The demographic reality demands better. Los Angeles County’s population over 65 is projected to nearly double by 2040. Chronic disease rates are rising. Behavioral health needs, already at crisis levels, continue to grow. These are not temporary trends. They require sustained, forward-thinking investment in the places where care is delivered.
So who is responsible? The answer is everyone, and right now, almost no one is stepping up adequately.
The Los Angeles County Board of Supervisors has the authority and the obligation to prioritize capital investment in community health infrastructure as part of the County’s long-term budget planning. The Mayor’s office should be championing public-private partnerships that leverage philanthropic and corporate capital to modernize nonprofit health facilities. The State of California has bond authority and Medi-Cal waiver flexibility that could fund facility upgrades, tools that are being underutilized. And the private sector, which benefits from a healthy and productive workforce, needs to do more than write occasional checks.
This is where executive leadership matters. Through my work with The Executives, a group of more than 350 business and community leaders who support Los Angeles Jewish Health, I have seen firsthand how private-sector engagement can move the needle. But I have also seen the limits of volunteerism when the structural challenges are this large. We need policy change, not just philanthropy.

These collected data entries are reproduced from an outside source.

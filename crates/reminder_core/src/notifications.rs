use std::collections::BTreeMap;

use anyhow::{Context, Result};
use chrono::{DateTime, Utc};
use serde::{Deserialize, Serialize};

pub const SCHEDULED_CALL_TAG: &str = "scheduled_call";

pub const PAYLOAD_ACTION: &str = "action";
pub const PAYLOAD_SCHEDULED_TIME: &str = "scheduled_time";
pub const PAYLOAD_USER_ID: &str = "user_id";

#[derive(Debug, Clone, Copy, Serialize, Deserialize, PartialEq, Eq)]
#[serde(rename_all = "snake_case")]
pub enum Repeat {
    None,
    Daily,
}

#[derive(Debug, Clone, Copy, Serialize, Deserialize, PartialEq, Eq)]
#[serde(rename_all = "snake_case")]
pub enum Importance {
    Low,
    Default,
    High,
}

#[derive(Debug, Clone, Serialize, Deserialize, PartialEq, Eq)]
pub struct ChannelConfig {
    pub id: String,
    pub display_name: String,
    pub description: String,
    pub importance: Importance,
    pub sound: Option<String>,
    pub vibrate: bool,
}

impl Default for ChannelConfig {
    fn default() -> Self {
        Self {
            id: "scheduled-call-high-v4".to_string(),
            display_name: "Scheduled conversation".to_string(),
            description: "Rings at the conversation times you picked".to_string(),
            importance: Importance::High,
            sound: Some("alarm.mp3".to_string()),
            vibrate: true,
        }
    }
}

#[derive(Debug, Clone, Serialize, Deserialize, PartialEq, Eq)]
pub struct NotificationContent {
    pub title: String,
    pub body: String,
    pub channel_id: String,
    pub sound: Option<String>,
    pub vibrate: bool,
    pub full_screen: bool,
}

/// One fire handed to the delivery service. Arming an `id` that is already
/// pending replaces it.
#[derive(Debug, Clone, Serialize, Deserialize, PartialEq, Eq)]
pub struct ArmRequest {
    pub id: u32,
    pub fire_at: DateTime<Utc>,
    pub repeat: Repeat,
    pub tag: String,
    pub payload: BTreeMap<String, String>,
    pub content: NotificationContent,
}

pub trait DeliveryService: Send + Sync {
    fn arm(&self, request: ArmRequest) -> Result<()>;
    fn cancel(&self, id: u32) -> Result<()>;
    fn cancel_all(&self) -> Result<()>;
    fn pending_ids(&self) -> Result<Vec<u32>>;
    /// Returns whether the channel was newly created.
    fn ensure_channel(&self, channel: &ChannelConfig) -> Result<bool>;
    fn check_permission(&self) -> bool;
    fn request_permission(&self) -> bool;
}

#[derive(Debug, Clone, Serialize, Deserialize, PartialEq, Eq)]
pub struct InteractionEvent {
    pub tag: String,
    pub payload: BTreeMap<String, String>,
    pub user_interacted: bool,
}

impl InteractionEvent {
    pub fn new(tag: impl Into<String>, user_interacted: bool) -> Self {
        Self {
            tag: tag.into(),
            payload: BTreeMap::new(),
            user_interacted,
        }
    }

    pub fn with_payload(mut self, key: impl Into<String>, value: impl Into<String>) -> Self {
        self.payload.insert(key.into(), value.into());
        self
    }

    pub fn for_request(request: &ArmRequest, user_interacted: bool) -> Self {
        Self {
            tag: request.tag.clone(),
            payload: request.payload.clone(),
            user_interacted,
        }
    }

    // iOS hosts put the payload under `userInfo` instead of `data`.
    pub fn from_json(raw: &serde_json::Value) -> Result<Self> {
        let object = raw
            .as_object()
            .context("notification callback is not a JSON object")?;
        let user_interacted = object
            .get("userInteraction")
            .and_then(serde_json::Value::as_bool)
            .unwrap_or(false);
        let data = object
            .get("data")
            .filter(|value| value.as_object().is_some_and(|map| !map.is_empty()))
            .or_else(|| object.get("userInfo"));

        let mut payload = BTreeMap::new();
        if let Some(map) = data.and_then(serde_json::Value::as_object) {
            for (key, value) in map {
                let text = match value {
                    serde_json::Value::String(text) => text.clone(),
                    serde_json::Value::Null => continue,
                    other => other.to_string(),
                };
                payload.insert(key.clone(), text);
            }
        }
        let tag = payload.get(PAYLOAD_ACTION).cloned().unwrap_or_default();
        Ok(Self {
            tag,
            payload,
            user_interacted,
        })
    }

    pub fn scheduled_time(&self) -> Option<&str> {
        self.payload.get(PAYLOAD_SCHEDULED_TIME).map(String::as_str)
    }
}

#[cfg(test)]
mod tests {
    use super::*;
    use serde_json::json;

    #[test]
    fn decodes_android_style_callback() {
        let raw = json!({
            "userInteraction": true,
            "data": {
                "action": "scheduled_call",
                "scheduled_time": "08:00",
                "user_id": "user_1"
            }
        });
        let event = InteractionEvent::from_json(&raw).unwrap();
        assert!(event.user_interacted);
        assert_eq!(event.tag, SCHEDULED_CALL_TAG);
        assert_eq!(event.scheduled_time(), Some("08:00"));
    }

    #[test]
    fn falls_back_to_user_info_and_defaults_to_passive() {
        let raw = json!({
            "data": {},
            "userInfo": { "action": "scheduled_call", "id": 3001 }
        });
        let event = InteractionEvent::from_json(&raw).unwrap();
        assert!(!event.user_interacted);
        assert_eq!(event.tag, SCHEDULED_CALL_TAG);
        assert_eq!(event.payload.get("id").map(String::as_str), Some("3001"));
        assert_eq!(event.scheduled_time(), None);
    }

    #[test]
    fn missing_action_yields_empty_tag() {
        let event = InteractionEvent::from_json(&json!({ "userInteraction": true })).unwrap();
        assert!(event.tag.is_empty());
        assert!(InteractionEvent::from_json(&json!("nope")).is_err());
    }

    #[test]
    fn builder_style_payload_exposes_scheduled_time() {
        let event = InteractionEvent::new(SCHEDULED_CALL_TAG, true)
            .with_payload(PAYLOAD_SCHEDULED_TIME, "20:00")
            .with_payload(PAYLOAD_USER_ID, "user_1");
        assert_eq!(event.scheduled_time(), Some("20:00"));
        assert_eq!(event.payload.len(), 2);
    }

    #[test]
    fn channel_defaults_are_loud() {
        let channel = ChannelConfig::default();
        assert_eq!(channel.importance, Importance::High);
        assert!(channel.vibrate);
        assert_eq!(channel.sound.as_deref(), Some("alarm.mp3"));
    }
}
//! Fingerprint endpoint.
//!
//! Mounted for every method so that wrong-method requests are classified and
//! timed here rather than rejected by the router.

use axum::{
    body::Body,
    extract::State,
    http::{header, Method},
    response::{IntoResponse, Response},
};
use bytes::Bytes;

use hashd_core::error::{HashdError, Result};
use hashd_core::{digest, is_accepted_method, Outcome, ACCEPTED_METHOD};

use crate::app_state::AppState;
use crate::transport::guard::ObserveOnExit;

pub async fn hash(State(app): State<AppState>, method: Method, body: Body) -> Response {
    let metrics = app.metrics();
    let mut outcome = ObserveOnExit::start(&metrics.hash_seconds);

    if !is_accepted_method(method.as_str()) {
        outcome.set(Outcome::MethodNotAllowed);
        return (outcome.status(), [(header::ALLOW, ACCEPTED_METHOD)]).into_response();
    }

    let payload = match read_body(body).await {
        Ok(b) => b,
        Err(e) => {
            tracing::warn!(error = %e, "hash request aborted");
            return outcome.status().into_response();
        }
    };

    let sum = digest(&payload);
    tracing::debug!(len = payload.len(), digest = %sum, "payload hashed");

    outcome.set(Outcome::classify(method.as_str(), true));
    (outcome.status(), sum).into_response()
}

/// Read the whole body; the transport is the only size bound.
async fn read_body(body: Body) -> Result<Bytes> {
    axum::body::to_bytes(body, usize::MAX)
        .await
        .map_err(|e| HashdError::BodyRead(e.to_string()))
}
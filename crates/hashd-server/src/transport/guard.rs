//! Observation-on-exit guard.
//!
//! One guard is bound per request. It owns the outcome slot and records the
//! elapsed time under whatever outcome it holds when dropped, which covers
//! early returns, errors, unwinding, and futures cancelled mid-await.

use std::time::Instant;

use axum::http::StatusCode;
use hashd_core::Outcome;

use crate::obs::LatencyHistogram;

pub struct ObserveOnExit<'a> {
    histogram: &'a LatencyHistogram,
    start: Instant,
    outcome: Outcome,
}

impl<'a> ObserveOnExit<'a> {
    /// Start timing with the outcome pre-set to [`Outcome::InternalError`].
    pub fn start(histogram: &'a LatencyHistogram) -> Self {
        Self {
            histogram,
            start: Instant::now(),
            outcome: Outcome::InternalError,
        }
    }

    pub fn set(&mut self, outcome: Outcome) {
        self.outcome = outcome;
    }

    #[cfg(test)]
    fn outcome(&self) -> Outcome {
        self.outcome
    }

    /// HTTP status for the current outcome.
    pub fn status(&self) -> StatusCode {
        StatusCode::from_u16(self.outcome.code()).unwrap_or(StatusCode::INTERNAL_SERVER_ERROR)
    }
}

impl Drop for ObserveOnExit<'_> {
    fn drop(&mut self) {
        self.histogram
            .observe_duration(self.outcome, self.start.elapsed());
    }
}
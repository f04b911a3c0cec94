//! Operational HTTP endpoints.
//!
//! - `/metrics` : Prometheus text format

use axum::{
    extract::State,
    http::StatusCode,
    response::{IntoResponse, Response},
};

use crate::app_state::AppState;

pub async fn metrics(State(state): State<AppState>) -> Response {
    let body = state.metrics().render();

    (
        StatusCode::OK,
        [(axum::http::header::CONTENT_TYPE, "text/plain; version=0.0.4; charset=utf-8")],
        body,
    )
        .into_response()
}
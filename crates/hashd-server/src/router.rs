//! Axum router wiring.
//!
//! - `/hash`    : fingerprint endpoint (all methods, gated in the handler)
//! - `/metrics` : latency histogram export

use axum::{
    middleware::from_fn_with_state,
    routing::{any, get},
    Router,
};
use tower_http::{timeout::TimeoutLayer, trace::TraceLayer};

use crate::{app_state::AppState, ops, transport};

pub fn build_router(state: AppState) -> Router {
    let timeout = state.cfg().timeout;

    Router::new()
        .route("/hash", any(transport::hash::hash))
        .route("/metrics", get(ops::metrics))
        .layer(from_fn_with_state(state.clone(), transport::limits::max_header_bytes))
        .layer(TimeoutLayer::new(timeout))
        .layer(TraceLayer::new_for_http())
        .with_state(state)
}
//! Lightweight in-process metrics.
//!
//! The latency histogram is stored in per-outcome locked series and rendered
//! by the `/metrics` handler in Prometheus text format.

pub mod metrics;

pub use metrics::{HistogramSnapshot, LatencyHistogram, SeriesSnapshot, ServerMetrics};
//! hashd core: the fingerprint function, outcome classification, and the
//! shared error type.
//!
//! This crate is transport-agnostic. It carries no runtime or HTTP
//! dependencies so the digest and classification rules can be reused by the
//! server, tests, and any offline tooling.
//!
//! # Defensive guarantees
//! Panics, `unwrap`, and `expect` are compile-denied here
//! (`#![deny(clippy::panic, clippy::unwrap_used, clippy::expect_used)]`).

#![deny(clippy::unwrap_used)]
#![deny(clippy::expect_used)]
#![deny(clippy::panic)]

pub mod digest;
pub mod error;
pub mod outcome;

/// Shared result type.
pub use error::{HashdError, Result};
pub use digest::digest;
pub use outcome::{is_accepted_method, Outcome, ACCEPTED_METHOD};
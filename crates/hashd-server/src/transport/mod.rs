//! HTTP transport layer: the fingerprint handler and per-request guards.

pub mod guard;
pub mod hash;
pub mod limits;
#![allow(clippy::unwrap_used)]
#![allow(clippy::expect_used)]
#![allow(clippy::panic)]

use std::io;
use std::time::Duration;

use axum::body::{Body, Bytes};
use axum::http::{header, Method, Request, StatusCode};
use axum::response::Response;
use axum::Router;
use futures_util::stream;
use tower::ServiceExt;

use hashd_core::{digest, Outcome};
use hashd_server::app_state::AppState;
use hashd_server::config::ServerConfig;
use hashd_server::router::build_router;

const ABC_SHA256: &str = "ba7816bf8f01cfea414140de5dae2223b00361a396177a9cb410ff61f20015ad";
const EMPTY_SHA256: &str = "e3b0c44298fc1c149afbf4c8996fb92427ae41e4649b934ca495991b7852b855";

fn app() -> (AppState, Router) {
    let state = AppState::new(ServerConfig::default());
    let router = build_router(state.clone());
    (state, router)
}

fn req(method: Method, uri: &str, body: impl Into<Body>) -> Request<Body> {
    Request::builder()
        .method(method)
        .uri(uri)
        .body(body.into())
        .unwrap()
}

async fn body_bytes(response: Response) -> Vec<u8> {
    axum::body::to_bytes(response.into_body(), usize::MAX)
        .await
        .unwrap()
        .to_vec()
}

#[tokio::test]
async fn post_abc_returns_sha256() {
    let (state, app) = app();
    let res = app.oneshot(req(Method::POST, "/hash", "abc")).await.unwrap();

    assert_eq!(res.status(), StatusCode::OK);
    assert_eq!(body_bytes(res).await, ABC_SHA256.as_bytes());
    assert_eq!(state.metrics().hash_seconds.snapshot().count(Outcome::Ok), 1);
}

#[tokio::test]
async fn post_empty_body_returns_empty_digest() {
    let (_, app) = app();
    let res = app.oneshot(req(Method::POST, "/hash", Body::empty())).await.unwrap();

    assert_eq!(res.status(), StatusCode::OK);
    assert_eq!(body_bytes(res).await, EMPTY_SHA256.as_bytes());
}

#[tokio::test]
async fn get_is_method_not_allowed_and_counted_once() {
    let (state, app) = app();
    let before = state.metrics().hash_seconds.snapshot();
    assert_eq!(before.count(Outcome::MethodNotAllowed), 0);

    let res = app.oneshot(req(Method::GET, "/hash", Body::empty())).await.unwrap();
    assert_eq!(res.status(), StatusCode::METHOD_NOT_ALLOWED);
    assert_eq!(res.headers().get(header::ALLOW).unwrap(), "POST");
    assert!(body_bytes(res).await.is_empty());

    let after = state.metrics().hash_seconds.snapshot();
    assert_eq!(after.count(Outcome::MethodNotAllowed), 1);
    assert_eq!(after.total_count(), 1);
}

#[tokio::test]
async fn wrong_method_with_body_is_not_hashed() {
    let (state, app) = app();

    let res = app
        .clone()
        .oneshot(req(Method::POST, "/hash", "first"))
        .await
        .unwrap();
    assert_eq!(body_bytes(res).await, digest(b"first").as_bytes());

    for m in [Method::PUT, Method::DELETE, Method::PATCH] {
        let res = app.clone().oneshot(req(m, "/hash", "second")).await.unwrap();
        assert_eq!(res.status(), StatusCode::METHOD_NOT_ALLOWED);
        let body = body_bytes(res).await;
        assert!(body.is_empty());
        assert_ne!(body, digest(b"second").as_bytes());
    }

    let snap = state.metrics().hash_seconds.snapshot();
    assert_eq!(snap.count(Outcome::Ok), 1);
    assert_eq!(snap.count(Outcome::MethodNotAllowed), 3);
}

#[tokio::test]
async fn body_read_fault_is_internal_error() {
    let (state, app) = app();
    let chunks: Vec<Result<Bytes, io::Error>> = vec![
        Ok(Bytes::from_static(b"partial")),
        Err(io::Error::new(io::ErrorKind::ConnectionReset, "peer went away")),
    ];
    let body = Body::from_stream(stream::iter(chunks));

    let res = app.oneshot(req(Method::POST, "/hash", body)).await.unwrap();
    assert_eq!(res.status(), StatusCode::INTERNAL_SERVER_ERROR);
    assert!(body_bytes(res).await.is_empty());

    let snap = state.metrics().hash_seconds.snapshot();
    assert_eq!(snap.count(Outcome::InternalError), 1);
    assert_eq!(snap.count(Outcome::Ok), 0);
}

#[tokio::test]
async fn concurrent_requests_get_their_own_digest() {
    const M: usize = 64;
    let (state, app) = app();

    let tasks: Vec<_> = (0..M)
        .map(|i| {
            let app = app.clone();
            tokio::spawn(async move {
                let payload = format!("payload-{i}").repeat(i + 1);
                let res = app
                    .oneshot(req(Method::POST, "/hash", payload.clone()))
                    .await
                    .unwrap();
                assert_eq!(res.status(), StatusCode::OK);
                assert_eq!(body_bytes(res).await, digest(payload.as_bytes()).as_bytes());
            })
        })
        .collect();
    for t in tasks {
        t.await.unwrap();
    }

    let snap = state.metrics().hash_seconds.snapshot();
    assert_eq!(snap.count(Outcome::Ok), M as u64);
    assert_eq!(snap.total_count(), M as u64);
    let ok = snap.get(Outcome::Ok).unwrap();
    assert!(ok.sum >= 0.0);
    assert_eq!(ok.inf_bucket(), M as u64);
}

#[tokio::test]
async fn mixed_concurrent_requests_sum_to_total() {
    let (state, app) = app();

    let tasks: Vec<_> = (0..30)
        .map(|i| {
            let app = app.clone();
            let method = if i % 3 == 0 { Method::GET } else { Method::POST };
            tokio::spawn(async move { app.oneshot(req(method, "/hash", "x")).await.unwrap().status() })
        })
        .collect();
    for t in tasks {
        t.await.unwrap();
    }

    let snap = state.metrics().hash_seconds.snapshot();
    assert_eq!(snap.count(Outcome::MethodNotAllowed), 10);
    assert_eq!(snap.count(Outcome::Ok), 20);
    assert_eq!(snap.total_count(), 30);
}

#[tokio::test]
async fn oversized_head_is_rejected() {
    let state = AppState::new(ServerConfig {
        max_header_bytes: 64,
        ..ServerConfig::default()
    });
    let app = build_router(state.clone());

    let request = Request::builder()
        .method(Method::POST)
        .uri("/hash")
        .header("x-padding", "p".repeat(128))
        .body(Body::from("abc"))
        .unwrap();
    let res = app.oneshot(request).await.unwrap();

    assert_eq!(res.status(), StatusCode::REQUEST_HEADER_FIELDS_TOO_LARGE);
    assert_eq!(state.metrics().hash_seconds.snapshot().total_count(), 0);
}

#[tokio::test]
async fn stalled_body_times_out_and_is_recorded_as_fault() {
    let state = AppState::new(ServerConfig {
        timeout: Duration::from_millis(100),
        ..ServerConfig::default()
    });
    let app = build_router(state.clone());
    let body = Body::from_stream(stream::pending::<Result<Bytes, io::Error>>());

    let res = app.oneshot(req(Method::POST, "/hash", body)).await.unwrap();
    assert_eq!(res.status(), StatusCode::REQUEST_TIMEOUT);

    let snap = state.metrics().hash_seconds.snapshot();
    assert_eq!(snap.count(Outcome::InternalError), 1);
    assert_eq!(snap.count(Outcome::Ok), 0);
    assert_eq!(snap.total_count(), 1);
    assert!(snap.get(Outcome::InternalError).unwrap().sum >= 0.09);
}
//! hashd server library entry.
//!
//! Wires config, the fingerprint handler, latency metrics, and the router
//! into a servable axum stack. Consumed by the binary (`main.rs`) and by
//! integration tests.

pub mod app_state;
pub mod config;
pub mod obs;
pub mod ops;
pub mod router;
pub mod server;
pub mod transport;
//! Content fingerprint: SHA-256 of the raw body, lowercase hex.

use sha2::{Digest, Sha256};

/// Length of a rendered digest (32 bytes, two hex chars each).
pub const DIGEST_HEX_LEN: usize = 64;

/// Hash arbitrary bytes with SHA-256 and return the lowercase hex digest.
///
/// Pure and infallible; the empty slice hashes to the well-known SHA-256
/// empty-input constant.
pub fn digest(body: &[u8]) -> String {
    let mut hasher = Sha256::new();
    hasher.update(body);
    hex::encode(hasher.finalize())
}
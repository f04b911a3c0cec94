use std::net::{Ipv4Addr, SocketAddr};
use std::time::Duration;

use hashd_core::error::{HashdError, Result};

#[derive(Debug, Clone, PartialEq, Eq)]
pub struct ServerConfig {
    pub port: u16,
    /// Applied to both reading the request and writing the response.
    pub timeout: Duration,
    pub max_header_bytes: usize,
}

impl Default for ServerConfig {
    fn default() -> Self {
        Self {
            port: default_port(),
            timeout: default_timeout(),
            max_header_bytes: default_max_header_bytes(),
        }
    }
}

impl ServerConfig {
    pub fn validate(&self) -> Result<()> {
        if self.timeout.is_zero() {
            return Err(HashdError::Config("timeout must be non-zero".into()));
        }
        if self.max_header_bytes == 0 {
            return Err(HashdError::Config("max_header_bytes must be non-zero".into()));
        }
        Ok(())
    }

    /// Listen on all interfaces at the configured port.
    pub fn listen_addr(&self) -> SocketAddr {
        SocketAddr::from((Ipv4Addr::UNSPECIFIED, self.port))
    }
}

fn default_port() -> u16 {
    8080
}
fn default_timeout() -> Duration {
    Duration::from_secs(8)
}
fn default_max_header_bytes() -> usize {
    1 << 20
}
//! Listener lifecycle: bind, serve, graceful shutdown.

use std::future::Future;

use hashd_core::error::{HashdError, Result};

use crate::{app_state::AppState, router};

/// Bind the configured address and serve until `shutdown` resolves.
pub async fn run<F>(state: AppState, shutdown: F) -> Result<()>
where
    F: Future<Output = ()> + Send + 'static,
{
    let addr = state.cfg().listen_addr();
    let listener = tokio::net::TcpListener::bind(addr)
        .await
        .map_err(|source| HashdError::Bind { addr, source })?;

    tracing::info!(
        %addr,
        timeout_secs = state.cfg().timeout.as_secs(),
        max_header_bytes = state.cfg().max_header_bytes,
        "hashd listening"
    );

    let app = router::build_router(state);
    axum::serve(listener, app)
        .with_graceful_shutdown(shutdown)
        .await?;

    tracing::info!("server shutdown complete");
    Ok(())
}

/// Resolves on Ctrl+C or SIGTERM.
pub async fn shutdown_signal() {
    let ctrl_c = async {
        if let Err(e) = tokio::signal::ctrl_c().await {
            tracing::error!(error = %e, "failed to install Ctrl+C handler");
            std::future::pending::<()>().await;
        }
    };

    #[cfg(unix)]
    let terminate = async {
        match tokio::signal::unix::signal(tokio::signal::unix::SignalKind::terminate()) {
            Ok(mut s) => {
                s.recv().await;
            }
            Err(e) => {
                tracing::error!(error = %e, "failed to install SIGTERM handler");
                std::future::pending::<()>().await;
            }
        }
    };

    #[cfg(not(unix))]
    let terminate = std::future::pending::<()>();

    tokio::select! {
        _ = ctrl_c => {},
        _ = terminate => {},
    }
    tracing::info!("signal received, starting graceful shutdown");
}
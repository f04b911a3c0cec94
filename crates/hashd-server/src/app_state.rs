//! Shared application state for the hashd server.
//!
//! Built once at startup and handed to handlers through axum `State`, so
//! tests can run against independent instances.

use std::sync::Arc;

use crate::config::ServerConfig;
use crate::obs::ServerMetrics;

#[derive(Clone)]
pub struct AppState {
    inner: Arc<AppStateInner>,
    metrics: Arc<ServerMetrics>,
}

struct AppStateInner {
    cfg: ServerConfig,
}

impl AppState {
    pub fn new(cfg: ServerConfig) -> Self {
        Self {
            inner: Arc::new(AppStateInner { cfg }),
            metrics: Arc::new(ServerMetrics::new()),
        }
    }

    pub fn cfg(&self) -> &ServerConfig {
        &self.inner.cfg
    }

    pub fn metrics(&self) -> Arc<ServerMetrics> {
        Arc::clone(&self.metrics)
    }
}
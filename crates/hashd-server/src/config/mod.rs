//! Server config loader (environment based).

pub mod schema;

use hashd_core::error::{HashdError, Result};

pub use schema::ServerConfig;

/// Environment variable naming the listen port.
pub const PORT_ENV: &str = "port";

pub fn load_from_env() -> Result<ServerConfig> {
    load_with(|key| std::env::var(key).ok())
}

/// Build config from an arbitrary lookup. Unset or empty `port` falls back to
/// the default.
pub fn load_with<F>(lookup: F) -> Result<ServerConfig>
where
    F: Fn(&str) -> Option<String>,
{
    let mut cfg = ServerConfig::default();
    if let Some(raw) = lookup(PORT_ENV) {
        let raw = raw.trim();
        if !raw.is_empty() {
            cfg.port = raw
                .parse()
                .map_err(|e| HashdError::Config(format!("{PORT_ENV}={raw:?}: {e}")))?;
        }
    }
    cfg.validate()?;
    Ok(cfg)
}
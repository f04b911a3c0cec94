//! Request-head size guard.
//!
//! Measures the request head as it appears on the wire (request line,
//! `name: value` header lines, CRLFs) against `max_header_bytes` and answers
//! 431 before the handler runs. Over HTTP/1 hyper's own read buffer limit
//! (about 400 KiB by default) applies first, so with the default 1 MiB
//! setting this guard only fires for smaller configured limits.

use axum::{
    extract::{Request, State},
    http::StatusCode,
    middleware::Next,
    response::{IntoResponse, Response},
};

use crate::app_state::AppState;

const CRLF: usize = 2;

/// Wire size of the request head: `METHOD SP URI SP VERSION CRLF`, then
/// `name: value CRLF` per header, then the blank line.
pub fn head_len(req: &Request) -> usize {
    let version = format!("{:?}", req.version()).len();
    let line = req.method().as_str().len() + 1 + req.uri().to_string().len() + 1 + version + CRLF;
    let headers = req
        .headers()
        .iter()
        .fold(0, |acc, (k, v)| acc + k.as_str().len() + 2 + v.as_bytes().len() + CRLF);
    line + headers + CRLF
}

pub async fn max_header_bytes(State(app): State<AppState>, req: Request, next: Next) -> Response {
    let limit = app.cfg().max_header_bytes;
    let len = head_len(&req);
    if len > limit {
        tracing::warn!(len, limit, "request head too large");
        return StatusCode::REQUEST_HEADER_FIELDS_TOO_LARGE.into_response();
    }
    next.run(req).await
}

Corporate and civic leaders have a role beyond charitable giving. We can bring operational expertise, strategic planning, capital formation, and long-term accountability to projects that modernize critical facilities. We can use our platforms to demand that healthcare infrastructure receives the same attention we give to stadiums and transit corridors. We can push the County and City to create dedicated funding streams, similar to Measure M for transit or Measure H for homelessness, specifically for community health facility upgrades.
The case is not complicated. Whether a senior can access preventive care close to home. Whether a working parent can receive treatment without losing a day’s wages to travel across the city. Whether vulnerable residents can rely on facilities that are safe, modern, and prepared for the next emergency, these outcomes are shaped, in part, by whether the buildings are up to the task.
Modernizing healthcare infrastructure is not charity. It is an investment in stability, productivity, and human dignity.
Los Angeles stands at a decision point. We can continue to defer hard choices about aging systems and hope the cracks don’t widen into crises. Or we can act with the same ambition we apply to every other challenge this city faces. The latter requires the Board of Supervisors to prioritize capital budgets for community health. It requires the Mayor to broker real public-private deals. It requires business leaders to advocate loudly, not just give quietly. And it requires all of us to expand our definition of infrastructure to include the places where the most vulnerable among us go to heal.
The institutions that serve our communities deserve facilities that reflect their importance. The residents of Los Angeles deserve a healthcare system that is physically equipped to meet today’s needs and tomorrow’s demands.
The future health of this city depends on it. And the people responsible for making it happen know who they are.
(Robert Glucroft is Vice President, Social, with The Executives, who enhance the dignity and quality of life of seniors at LAJHealth, and is CEO of Glucroft Investigations, Inc.)